MasonHollifield American Revolution Timeline

  • French and Indian war.

    French and Indian war.
    The seven year war between Great britian and France has ended with the victory of Great Britian.
  • Sugar Act

    Sugar Act
    The Sugar Act was a law passed by the British Parliament in 1764 raising duties on foreign refined sugar imported by the colonies so as to give British sugar growers in the West Indies a control on the colonial market.
  • Stamp Act

    Stamp Act
    The Stamp Act was an act of the British Parliament for raising revenue in the American Colonies by requiring the use of stamps on London made stamped paper for official documents, commercial writings, and various articles.
  • Quarting Act

    Quarting Act
    The Quartering Act was an act given by Great Britain that would house its soldiers in American barracks and public houses, but if its soldiers outnumbered the housing available, the soldiers would live stay in Inns, and people's houses.The citizens had to pay the up keep and take care of the soldiers according to the Act, and as you can imagine they didn't like that at all.
  • Stamp Act Congress

    Stamp Act Congress
    The Stamp Act Congress was a meeting in New York City, consisting of representatives from some British colonies of North America.It was a gathering of elected representatives from several of the American colonies to devise a unified protest against new British taxation. Parliament had passed the Stamp Act, which governed all its overseas colonies and was coming into effect November 1. The Congress discussed and united against the act.
  • The Son's of Liberty

    The Son's of Liberty
    The Son's of Liberty was a political group made up of American patriots that originated in the pre-independence North American British colonies. The group was formed to protect the rights of the colonists from the usurpations by the British government after 1766. They are best known for undertaking the Boston Tea Party in 1773, which led to the Intolerable Acts.
  • Declaratory Act

    Declaratory Act
    The Declaratory Act was a declaration by the British Parliament in 1766 which accompanied the repeal of the Stamp Act 1765. The government repealed the Stamp Act because boycotts were hurting British trade and used the declaration to justify the repeal and save face.
  • Townshend Act

    Townshend Act
    The Townshend Act was a series of laws passed beginning in 1767 by the Parliament of Great Britain relating to the British colonies in North America.There was five laws in the Townshend Act, the Revenue Act, the Indemnity Act, the Commissioners of Customs Act, the Vice Admiralty Court Act, and the New York Restraining Act.The purpose of the Townshend Acts was to raise revenue in the colonies to pay the salaries of governors and judges so that they would be independent of colonial rule.
  • The Boston Massaccre

    The Boston Massaccre
    was an incident on March 5, 1770, in which British Army soldiers killed five civilian men.Some British troops were there to protect the colonial officials that was enforcing Parliamentary legislation.A mob formed of unhappy citizens, and then the fight broke out.
  • The Boston Tea Party

    The Boston Tea Party
    The Boston Tea Party was a direct action by colonists in Boston, a town in the British colony of Massachusetts, against the British government and the monopolistic East India Company that controlled all the tea imported into the colonies.

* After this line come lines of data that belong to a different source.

//! On-disk fixtures for the file-backed dataset and bathymetry stores.
//!
//! [`OceanFixture::write`] lays out a temporary directory with:
//! - `datasets.yaml`, a manifest describing two datasets
//! - raw little-endian `f32` arrays for every variable
//! - a zoom-0 Web Mercator bathymetry raster named by the template
//!   `etopo_{projection}_z{zoom}.f32`
//!
//! Everything is removed when the fixture is dropped.

use crate::generators;
use std::fs;
use std::io::{self, Write};
use std::path::{Path, PathBuf};

/// Common tile-related constants for tests.
pub mod tiles {
    /// Halifax, Nova Scotia
    pub const HALIFAX: (f64, f64) = (44.6488, -63.5752);

    /// Tile containing Halifax at zoom 10
    pub const HALIFAX_Z10: (u32, u32, u32) = (331, 369, 10);

    pub const EPSG_3857: &str = "EPSG:3857";
    pub const EPSG_32661: &str = "EPSG:32661";
    pub const EPSG_3031: &str = "EPSG:3031";
}

/// Source grid of the synthetic datasets: 5 degree global grid.
pub mod synthetic {
    pub const DATASET: &str = "synthetic";
    pub const CLIMATOLOGY: &str = "synthetic_clim";

    pub const ROWS: usize = 33;
    pub const COLS: usize = 73;
    pub const LAT_MIN: f64 = -80.0;
    pub const LAT_MAX: f64 = 80.0;
    pub const LON_MIN: f64 = -180.0;
    pub const LON_MAX: f64 = 180.0;

    pub const TIMESTAMPS: [&str; 3] = [
        "2024-01-15T00:00:00Z",
        "2024-02-15T00:00:00Z",
        "2024-03-15T00:00:00Z",
    ];
    pub const DEPTHS: [f64; 3] = [0.5, 100.0, 1000.0];

    /// Surface temperature everywhere, Kelvin (15 C).
    pub const SURFACE_KELVIN: f64 = 288.15;
    /// Temperature drop per depth level, Kelvin.
    pub const KELVIN_PER_LEVEL: f64 = 5.0;
    /// Climatology temperature for every month, Kelvin (13 C).
    pub const CLIMATOLOGY_KELVIN: f64 = 286.15;

    /// Constant current components (m/s); speed is 0.5.
    pub const U_CURRENT: f64 = 0.3;
    pub const V_CURRENT: f64 = 0.4;

    /// Constant elevation of the bathymetry raster, metres.
    pub const SEAFLOOR: f64 = -2000.0;
}

/// A temporary directory holding a dataset manifest and bathymetry raster.
pub struct OceanFixture {
    pub dir: tempfile::TempDir,
}

impl OceanFixture {
    /// Write the default fixture set.
    pub fn write() -> io::Result<Self> {
        use synthetic::*;

        let dir = tempfile::Builder::new().prefix("ocean_fixture").tempdir()?;
        let cells = ROWS * COLS;

        // votemper: [time][depth][row][col]
        let mut votemper = Vec::with_capacity(TIMESTAMPS.len() * DEPTHS.len() * cells);
        for _ in TIMESTAMPS {
            for level in 0..DEPTHS.len() {
                let value = SURFACE_KELVIN - KELVIN_PER_LEVEL * level as f64;
                votemper.extend(generators::create_constant_grid(COLS, ROWS, value));
            }
        }
        write_f32_le(&dir.path().join("votemper.f32"), &votemper)?;

        let per_depth = |value: f64| {
            let mut out = Vec::new();
            for _ in 0..TIMESTAMPS.len() * DEPTHS.len() {
                out.extend(generators::create_constant_grid(COLS, ROWS, value));
            }
            out
        };
        write_f32_le(&dir.path().join("vozocrtx.f32"), &per_depth(U_CURRENT))?;
        write_f32_le(&dir.path().join("vomecrty.f32"), &per_depth(V_CURRENT))?;

        // Sea surface height has no depth axis: [time][row][col]
        let mut ssh = Vec::new();
        for _ in TIMESTAMPS {
            ssh.extend(generators::create_test_grid(COLS, ROWS).iter().map(|v| v * 1e-6));
        }
        write_f32_le(&dir.path().join("sossheig.f32"), &ssh)?;

        // Twelve monthly climatology fields
        let mut clim = Vec::new();
        for _ in 0..12 {
            for _ in 0..DEPTHS.len() {
                clim.extend(generators::create_constant_grid(COLS, ROWS, CLIMATOLOGY_KELVIN));
            }
        }
        write_f32_le(&dir.path().join("votemper_clim.f32"), &clim)?;

        let bathymetry = generators::create_constant_grid(256, 256, SEAFLOOR);
        write_f32_le(&dir.path().join("etopo_epsg3857_z0.f32"), &bathymetry)?;

        let mut manifest = fs::File::create(dir.path().join("datasets.yaml"))?;
        manifest.write_all(manifest_yaml().as_bytes())?;

        Ok(Self { dir })
    }

    pub fn path(&self) -> &Path {
        self.dir.path()
    }

    pub fn manifest_path(&self) -> PathBuf {
        self.dir.path().join("datasets.yaml")
    }

    /// Path template for the bathymetry rasters in this fixture.
    pub fn bathymetry_template(&self) -> String {
        format!(
            "{}/etopo_{{projection}}_z{{zoom}}.f32",
            self.dir.path().display()
        )
    }
}

fn manifest_yaml() -> String {
    use synthetic::*;

    let grid = format!(
        "    grid:\n      lat_min: {:?}\n      lat_max: {:?}\n      lon_min: {:?}\n      lon_max: {:?}\n      rows: {}\n      cols: {}\n",
        LAT_MIN, LAT_MAX, LON_MIN, LON_MAX, ROWS, COLS
    );
    let depths = format!(
        "    depths: [{}]\n",
        DEPTHS
            .iter()
            .map(|d| format!("{:?}", d))
            .collect::<Vec<_>>()
            .join(", ")
    );
    let timestamps = format!(
        "    timestamps: [{}]\n",
        TIMESTAMPS
            .iter()
            .map(|t| format!("\"{}\"", t))
            .collect::<Vec<_>>()
            .join(", ")
    );
    let months = (1..=12)
        .map(|m| format!("\"2000-{:02}-15T00:00:00Z\"", m))
        .collect::<Vec<_>>()
        .join(", ");

    format!(
        r#"datasets:
  - id: {DATASET}
    climatology: {CLIMATOLOGY}
{timestamps}{depths}{grid}    variables:
      - key: votemper
        name: Sea Water Potential Temperature
        unit: Kelvin
        file: votemper.f32
      - key: vozocrtx
        name: Sea Water X Velocity
        unit: m/s
        file: vozocrtx.f32
      - key: vomecrty
        name: Sea Water Y Velocity
        unit: m/s
        file: vomecrty.f32
      - key: sossheig
        name: Sea Surface Height
        unit: m
        scale_factor: 1000.0
        file: sossheig.f32
        depth_dependent: false
  - id: {CLIMATOLOGY}
    timestamps: [{months}]
{depths}{grid}    variables:
      - key: votemper
        name: Sea Water Potential Temperature
        unit: Kelvin
        file: votemper_clim.f32
"#
    )
}

/// Write values as raw little-endian `f32`.
pub fn write_f32_le(path: &Path, values: &[f64]) -> io::Result<()> {
    let mut bytes = Vec::with_capacity(values.len() * 4);
    for v in values {
        bytes.extend_from_slice(&(*v as f32).to_le_bytes());
    }
    fs::write(path, bytes)
}

/// Creates a temporary directory for test output, removed on drop.
pub fn temp_test_dir() -> tempfile::TempDir {
    tempfile::tempdir().expect("Failed to create temporary test directory")
}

On December 16, 1773, after officials in Boston refused to return three shiploads of taxed tea to Britain, a group of colonists boarded the ships and destroyed the tea by throwing it into Boston Harbor.
  • The Intolerable Acts

    The Intolerable Acts
    The Intolerable Acts was a series of laws passed by the British Parliament in 1774 relating to Britain's colonies in North America. The acts triggered outrage and resistance in the Thirteen Colonies that later became the United States, and were important developments in the growth of the American Revolution.Many colonists viewed the acts as an arbitrary violation of their rights, and in 1774 they organized the First Continental Congress to coordinate a protest.
  • Declaration of Independence

    Declaration of Independence
    The Declaration of Independence was a statement adopted by the Continental Congress on July 4, 1776, which announced that the thirteen American colonies then at war with Great Britain regarded themselves as independent states, and no longer a part of the British Empire.